Task prompt: Your response should reproduce every line of the entries that contains the word "season".

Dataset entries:
━━━━━━━━
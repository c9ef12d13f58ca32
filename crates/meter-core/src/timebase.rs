//! Meter-local timestamp handling.
//!
//! Meters render every timestamp in their configured local zone. The fleet
//! maps zone names to fixed offsets through a lookup table — the meters
//! themselves never apply DST transitions mid-window, and the season flag in
//! `ZSTs13` stamps is ignored by contract; the configured zone is
//! authoritative. Unknown zone names are fatal for the affected meter.

use chrono::{DateTime, FixedOffset, NaiveDateTime, TimeZone, Utc};

use crate::parser::ParseError;

/// Zone-name → fixed offset table (seconds east of UTC).
///
/// Extend here when a roster grows a new zone; a missing entry fails the
/// meter loudly instead of shipping rows with shifted timestamps.
const ZONE_OFFSETS: &[(&str, i32)] = &[
    ("CET", 2 * 3600),
    ("CEST", 2 * 3600),
    ("Europe/Berlin", 2 * 3600),
    ("Europe/Vienna", 2 * 3600),
    ("Europe/Prague", 2 * 3600),
    ("Europe/Zurich", 2 * 3600),
    ("UTC", 0),
    ("Etc/UTC", 0),
];

/// Resolve a zone name to its fixed offset.
///
/// Accepts table entries plus literal `+HH:MM` / `-HH:MM` / `+HHMM` forms.
pub fn zone_offset(name: &str) -> Result<FixedOffset, ParseError> {
    if let Some((_, secs)) = ZONE_OFFSETS.iter().find(|(n, _)| *n == name) {
        return FixedOffset::east_opt(*secs)
            .ok_or_else(|| ParseError::UnknownTimezone(name.to_owned()));
    }
    if let Some(offset) = parse_literal_offset(name) {
        return Ok(offset);
    }
    Err(ParseError::UnknownTimezone(name.to_owned()))
}

fn parse_literal_offset(name: &str) -> Option<FixedOffset> {
    let (sign, rest) = match name.as_bytes().first()? {
        b'+' => (1, &name[1..]),
        b'-' => (-1, &name[1..]),
        _ => return None,
    };
    let digits: String = rest.chars().filter(|c| *c != ':').collect();
    if digits.len() != 4 || !digits.chars().all(|c| c.is_ascii_digit()) {
        return None;
    }
    let hours: i32 = digits[..2].parse().ok()?;
    let minutes: i32 = digits[2..].parse().ok()?;
    FixedOffset::east_opt(sign * (hours * 3600 + minutes * 60))
}

/// Parse a `ZSTs13` profile stamp: season flag + `YYMMDDhhmmss`.
///
/// The season flag is read and discarded.
pub fn parse_zsts13(field: &str, zone: FixedOffset) -> Result<DateTime<Utc>, ParseError> {
    let trimmed = field.trim();
    if trimmed.len() != 13 {
        return Err(ParseError::BadTimestamp(field.to_owned()));
    }
    parse_log_stamp(&trimmed[1..], zone)
}

/// Parse a 12-digit `YYMMDDhhmmss` stamp in the meter's zone.
pub fn parse_log_stamp(digits: &str, zone: FixedOffset) -> Result<DateTime<Utc>, ParseError> {
    let naive = NaiveDateTime::parse_from_str(digits, "%y%m%d%H%M%S")
        .map_err(|_| ParseError::BadTimestamp(digits.to_owned()))?;
    zone.from_local_datetime(&naive)
        .single()
        .map(|t| t.with_timezone(&Utc))
        .ok_or_else(|| ParseError::BadTimestamp(digits.to_owned()))
}

/// Render the `from` bound of a time-window command: `0YYMMDDhhmm` in the
/// meter's zone (leading `0` is the season flag the meter ignores).
pub fn render_from_bound(instant: DateTime<Utc>, zone: FixedOffset) -> String {
    format!("0{}", instant.with_timezone(&zone).format("%y%m%d%H%M"))
}

/// Parse a rendered `from` bound back to an instant (minute precision).
pub fn parse_from_bound(field: &str, zone: FixedOffset) -> Result<DateTime<Utc>, ParseError> {
    let trimmed = field.trim();
    if trimmed.len() != 11 {
        return Err(ParseError::BadTimestamp(field.to_owned()));
    }
    let naive = NaiveDateTime::parse_from_str(&format!("{}00", &trimmed[1..]), "%y%m%d%H%M%S")
        .map_err(|_| ParseError::BadTimestamp(field.to_owned()))?;
    zone.from_local_datetime(&naive)
        .single()
        .map(|t| t.with_timezone(&Utc))
        .ok_or_else(|| ParseError::BadTimestamp(field.to_owned()))
}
━━━━━━━━
Expected answer:
//! themselves never apply DST transitions mid-window, and the season flag in
/// Parse a `ZSTs13` profile stamp: season flag + `YYMMDDhhmmss`.
/// The season flag is read and discarded.
/// meter's zone (leading `0` is the season flag the meter ignores).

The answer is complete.